While the whole fashion world is currently commenting on upcoming spring-summer 2012 trends, I again get preoccupied with the same issue – people's constant need to artistically portray a human body and the way these images changed over centuries. Ever since the antics sculptors and painters searched for the ways to explain the secret of beauty by mathematics and numbers. The last photo reminds me a little bit of Da Vinci's Vitruvian man and makes me think about the rules of proportions men established, and the idea that shape and proportions of human body are nature's most perfect creation. Vitruvian measures perhaps can be taken for depiction of ideal human proportions. One of them says: the length of the outspread arms is equal to the height of a man. I wanted to know real examples of how much and how often we deviate from these ideal measures.
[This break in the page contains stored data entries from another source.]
use std::sync::Arc;
use reqwest::blocking::Client;
use reqwest::cookie::{CookieStore, Jar};
use reqwest::header::{HeaderMap, HeaderValue, ACCEPT_LANGUAGE, USER_AGENT};
use log::debug;
use url::Url;
use crate::config::{self, Config};
use crate::error::BoxError;

pub type TransportResult<T> = Result<T, BoxError>;

/// The HTTP side of the flow. Implementations keep cookies between calls and
/// must be usable from several threads at once during detail enrichment.
pub trait Transport: Sync {
    fn get(&self, url: &Url) -> TransportResult<String>;

    /// POST an urlencoded form. Keys may repeat for multi-valued fields.
    fn post_form(&self, url: &Url, form: &[(String, String)]) -> TransportResult<String>;

    fn set_cookies(&self, url: &Url, cookies: &[(&str, &str)]);

    /// Cookie header that would be sent to `url`, for debug output.
    fn cookie_header(&self, _url: &Url) -> Option<String> {
        None
    }
}

impl<T: Transport + ?Sized> Transport for &T {
    fn get(&self, url: &Url) -> TransportResult<String> {
        (**self).get(url)
    }

    fn post_form(&self, url: &Url, form: &[(String, String)]) -> TransportResult<String> {
        (**self).post_form(url, form)
    }

    fn set_cookies(&self, url: &Url, cookies: &[(&str, &str)]) {
        (**self).set_cookies(url, cookies)
    }

    fn cookie_header(&self, url: &Url) -> Option<String> {
        (**self).cookie_header(url)
    }
}

pub struct HttpTransport {
    client: Client,
    jar: Arc<Jar>,
}

impl HttpTransport {
    pub fn new(config: &Config) -> TransportResult<Self> {
        let mut headers = HeaderMap::new();
        headers.insert(USER_AGENT, HeaderValue::from_static(config::USER_AGENT));
        headers.insert(ACCEPT_LANGUAGE, HeaderValue::from_static("de-DE,de;q=0.9,en;q=0.8"));

        let jar = Arc::new(Jar::default());
        let mut builder = Client::builder()
            .default_headers(headers)
            .cookie_provider(Arc::clone(&jar));
        if let Some(timeout) = config.request_timeout {
            builder = builder.timeout(timeout);
        }

        Ok(HttpTransport { client: builder.build()?, jar })
    }
}

impl Transport for HttpTransport {
    fn get(&self, url: &Url) -> TransportResult<String> {
        debug!("GET {}", url);
        let resp = self.client.get(url.clone()).send()?.error_for_status()?;
        debug!("GET {} -> {}", url, resp.status());
        Ok(resp.text()?)
    }

    fn post_form(&self, url: &Url, form: &[(String, String)]) -> TransportResult<String> {
        debug!("POST {}", url);
        for (key, value) in form {
            debug!("  {} = {}", key, value);
        }
        // Redirects are followed, so the body is the page the POST forwards to.
        let resp = self.client.post(url.clone()).form(form).send()?.error_for_status()?;
        debug!("POST {} -> {} ({})", url, resp.status(), resp.url());
        Ok(resp.text()?)
    }

    fn set_cookies(&self, url: &Url, cookies: &[(&str, &str)]) {
        for (name, value) in cookies {
            self.jar.add_cookie_str(&format!("{}={}; Path=/", name, value), url);
        }
    }

    fn cookie_header(&self, url: &Url) -> Option<String> {
        self.jar
            .cookies(url)
            .and_then(|value| value.to_str().ok().map(str::to_string))
    }
}
use log::LevelFilter;
use env_logger::Builder;
use std::io::Write;
use chrono::Local;

/// Logs go to stderr; stdout is reserved for the result table.
pub fn init(debug: bool) {
    let level = if debug { LevelFilter::Debug } else { LevelFilter::Info };

    Builder::new()
        .format(|buf, record| {
            writeln!(buf,
                "{} [{}] - {}",
                Local::now().format("%Y-%m-%d %H:%M:%S"),
                record.level(),
                record.args()
            )
        })
        .filter(None, level)
        .parse_default_env()
        .init();

    log::debug!("Logger initialized.");
}
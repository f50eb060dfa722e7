use log::{info, warn};
use crate::extractor::ResultExtractor;
use crate::search_result::SearchResult;
use crate::session::{FlowSession, PageRequest};
use crate::transport::Transport;

/// Walks the result pages of a submitted search and returns their rows in
/// page order, then row order.
///
/// Partial results: if the session fails part way (including a page without
/// a results table), the rows collected up to that point are returned and
/// the error stays on the session. Callers must check the session before
/// treating the list as complete.
pub fn collect_results<T: Transport>(
    session: &mut FlowSession<T>,
    extractor: &ResultExtractor,
) -> Vec<SearchResult> {
    let mut results = Vec::new();
    let mut request = PageRequest::First;
    let mut page_no = 0;

    while let Some(page) = session.fetch_result_page(request) {
        page_no += 1;
        match extractor.extract_results(&page) {
            Ok(rows) => {
                info!("Page {}: {} results", page_no, rows.len());
                results.extend(rows);
            }
            Err(e) => {
                session.fail(e);
                break;
            }
        }

        if !extractor.has_more_pages(&page) {
            break;
        }
        request = PageRequest::Next;
    }

    if session.is_poisoned() {
        warn!("Stopped after {} page(s) with {} results.", page_no, results.len());
    }
    results
}
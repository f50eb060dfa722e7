use log::{debug, info, log_enabled, warn, Level};
use scraper::{Html, Selector};
use url::Url;
use crate::config::{self, Config};
use crate::detail_pool::{self, DetailPool};
use crate::error::SearchError;
use crate::extractor::ResultExtractor;
use crate::search_result::SearchResult;
use crate::semester::Query;
use crate::transport::Transport;

#[derive(Debug, Clone, Copy, PartialEq, Eq)]
pub enum PageRequest {
    /// Resize the table to the configured page size and show its first page.
    First,
    /// Click the "next page" control.
    Next,
}

/// One run through the search flow.
///
/// Steps never return errors. The first failure is stored on the session and
/// every later step returns immediately, so a caller runs the whole sequence
/// and checks [`FlowSession::error`] (or calls [`FlowSession::finish`]) at
/// the end.
pub struct FlowSession<T: Transport> {
    transport: T,
    config: Config,
    step: u32,
    authenticity_token: String,
    error: Option<SearchError>,
}

impl<T: Transport> FlowSession<T> {
    pub fn new(transport: T, config: Config) -> Self {
        FlowSession {
            transport,
            config,
            step: 1,
            authenticity_token: String::new(),
            error: None,
        }
    }

    /// Number of the step the server expects next. Starts at 1 and moves
    /// once per accepted POST.
    pub fn step(&self) -> u32 {
        self.step
    }

    pub fn flow_execution_key(&self) -> String {
        format!("e1s{}", self.step)
    }

    pub fn flow_url(&self) -> Url {
        let mut url = self.config.search_url();
        url.query_pairs_mut()
            .append_pair("_flowId", config::FLOW_ID)
            .append_pair("_flowExecutionKey", &self.flow_execution_key());
        url
    }

    pub fn authenticity_token(&self) -> &str {
        &self.authenticity_token
    }

    pub fn transport(&self) -> &T {
        &self.transport
    }

    pub fn config(&self) -> &Config {
        &self.config
    }

    pub fn error(&self) -> Option<&SearchError> {
        self.error.as_ref()
    }

    pub fn is_poisoned(&self) -> bool {
        self.error.is_some()
    }

    /// Records `err` unless an earlier error is already stored.
    pub fn fail(&mut self, err: SearchError) {
        if self.error.is_none() {
            warn!("Search flow failed at step {}: {}", self.step, err);
            self.error = Some(err);
        } else {
            debug!("Ignoring follow-up error: {}", err);
        }
    }

    pub fn finish(self) -> Result<(), SearchError> {
        match self.error {
            Some(err) => Err(err),
            None => Ok(()),
        }
    }

    /// GET the search mask, capture the authenticity token and seed the
    /// cookies the page would set by script. Consumes no flow step.
    pub fn establish(&mut self) {
        if self.is_poisoned() {
            return;
        }
        if let Err(err) = self.try_establish() {
            self.fail(err);
        }
    }

    fn try_establish(&mut self) -> Result<(), SearchError> {
        const STEP: &str = "fetch search page";

        let body = self
            .transport
            .get(&self.flow_url())
            .map_err(|e| SearchError::transport(STEP, e))?;
        let doc = parse_document(STEP, &body)?;

        let selector = Selector::parse(&format!("input[name=\"{}\"]", config::AUTH_TOKEN)).unwrap();
        let field = doc
            .select(&selector)
            .next()
            .ok_or_else(|| SearchError::protocol(STEP, format!("no {} field found", config::AUTH_TOKEN)))?;
        let token = field
            .value()
            .attr("value")
            .map(str::trim)
            .filter(|v| !v.is_empty())
            .ok_or_else(|| SearchError::protocol(STEP, format!("{} has no value", config::AUTH_TOKEN)))?;

        self.authenticity_token = token.to_string();
        self.transport.set_cookies(&self.config.base_url, &config::SEEDED_COOKIES);
        info!("Search session established.");
        Ok(())
    }

    /// POST the search criteria. The response body is not inspected; the
    /// results are read by [`FlowSession::fetch_result_page`].
    pub fn submit_query(&mut self, query: &Query) {
        if self.is_poisoned() {
            return;
        }
        if let Err(err) = self.try_submit_query(query) {
            self.fail(err);
        }
    }

    fn try_submit_query(&mut self, query: &Query) -> Result<(), SearchError> {
        const STEP: &str = "submit search";

        self.require_token(STEP)?;
        info!("Searching for '{}' in {}", query.pattern, query.semester);

        let mut form = self.base_form();
        form.extend(pairs(&[
            ("activePageElementId", config::SEARCH_MASK_ID),
            ("refreshButtonClickedId", ""),
            ("navigationPosition", "studiesOffered,searchCourses"),
            ("autoScroll", "0,0"),
            (config::SEARCH_FIELD, query.pattern.as_str()),
            (config::TERM_SELECT_FIELD, query.semester.fmt_select().as_str()),
            (config::TERM_SELECT_INPUT_FIELD, query.semester.fmt_select_input().as_str()),
        ]));
        form.extend(self.table_layout_fields());
        form.extend(pairs(&[
            (config::SUBMIT_SEARCH, "1"),
            ("DISABLE_AUTOSCROLL", "true"),
            ("DISABLE_VALIDATION", "true"),
            ("genericSearchMask:_idcl", config::SEARCH_BUTTON),
        ]));

        self.post(STEP, &form)?;
        Ok(())
    }

    /// POST a page directive and return the parsed result page.
    pub fn fetch_result_page(&mut self, request: PageRequest) -> Option<Html> {
        if self.is_poisoned() {
            return None;
        }
        match self.try_fetch_result_page(request) {
            Ok(doc) => Some(doc),
            Err(err) => {
                self.fail(err);
                None
            }
        }
    }

    fn try_fetch_result_page(&mut self, request: PageRequest) -> Result<Html, SearchError> {
        const STEP: &str = "fetch result page";

        self.require_token(STEP)?;

        let mut form = self.base_form();
        match request {
            PageRequest::First => {
                form.extend(self.table_layout_fields());
                form.extend(pairs(&[(config::RESULTS_FORM_CLICK, config::RESULTS_SAVE_BUTTON)]));
            }
            PageRequest::Next => {
                form.extend(pairs(&[(config::RESULTS_FORM_CLICK, config::NEXT_PAGE_BUTTON)]));
            }
        }
        form.extend(pairs(&[(config::RESULTS_SUBMIT, "1"), ("DISABLE_VALIDATION", "true")]));

        let body = self.post(STEP, &form)?;
        parse_document(STEP, &body)
    }

    /// Enrich `records` from their detail pages. Does nothing on a failed
    /// session; per-record failures are logged and never stored here.
    pub fn add_details(&self, records: &mut [SearchResult], extractor: &ResultExtractor) {
        if self.is_poisoned() {
            return;
        }
        let pool = DetailPool::new(self.config.concurrency_limit);
        pool.add_details(records, |link| {
            detail_pool::fetch_details(&self.transport, extractor, link)
        });
    }

    fn post(&mut self, step: &'static str, form: &[(String, String)]) -> Result<String, SearchError> {
        self.log_state();
        let body = self
            .transport
            .post_form(&self.flow_url(), form)
            .map_err(|e| SearchError::transport(step, e))?;
        self.step += 1;
        Ok(body)
    }

    fn require_token(&self, step: &'static str) -> Result<(), SearchError> {
        if self.authenticity_token.is_empty() {
            return Err(SearchError::protocol(step, "no authenticity token; session not established"));
        }
        Ok(())
    }

    fn base_form(&self) -> Vec<(String, String)> {
        let key = self.flow_execution_key();
        pairs(&[
            (config::AUTH_TOKEN, self.authenticity_token.as_str()),
            (config::VIEW_STATE, key.as_str()),
        ])
    }

    fn table_layout_fields(&self) -> Vec<(String, String)> {
        let size = self.config.page_size.to_string();
        let mut fields = pairs(&[
            (config::NAVI_NUM_ROWS, size.as_str()),
            (config::NAVI2_NUM_ROWS, size.as_str()),
            (config::NAVI_ABOVE_TABLE, "true"),
            (config::NAVI_BELOW_TABLE, "false"),
            (config::TABLE_PAGE_SIZE, size.as_str()),
        ]);
        for column in config::RESULT_COLUMNS {
            fields.push((config::TABLE_COLUMNS.to_string(), column.to_string()));
        }
        fields
    }

    fn log_state(&self) {
        if !log_enabled!(Level::Debug) {
            return;
        }
        debug!(
            "step: {}, authenticity_token: {}, error: {:?}",
            self.step, self.authenticity_token, self.error
        );
        debug!(
            "cookies: {}",
            self.transport.cookie_header(&self.config.search_url()).unwrap_or_default()
        );
    }
}

fn pairs(items: &[(&str, &str)]) -> Vec<(String, String)> {
    items.iter().map(|(k, v)| (k.to_string(), v.to_string())).collect()
}

fn parse_document(step: &'static str, body: &str) -> Result<Html, SearchError> {
    if body.trim().is_empty() {
        return Err(SearchError::protocol(step, "empty response document"));
    }
    Ok(Html::parse_document(body))
}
I asked some of my friends for their measures and here are the numbers:
Height (cm) | Length of the outspread arms (cm) | |
Helena | 175 | 172,5 |
Irena | 176 | 180 |
Urška | 168 | 176 |
Maja | 172 | 165 |
Aleš | 186 | 191 |
Matjaž | 184 | 183 |
Fonze | 180 | 180 |
Urska's measures were a little bit odd so we measured her three times, and the numbers are correct, so she’s gifted with long hands. For two days she keeps saying that she's the living proof that man evolved from monkey... Well Fonze, it looks like you're the only one, if nothing else, then by this one measurement, who is suited to be a Vitruvian man.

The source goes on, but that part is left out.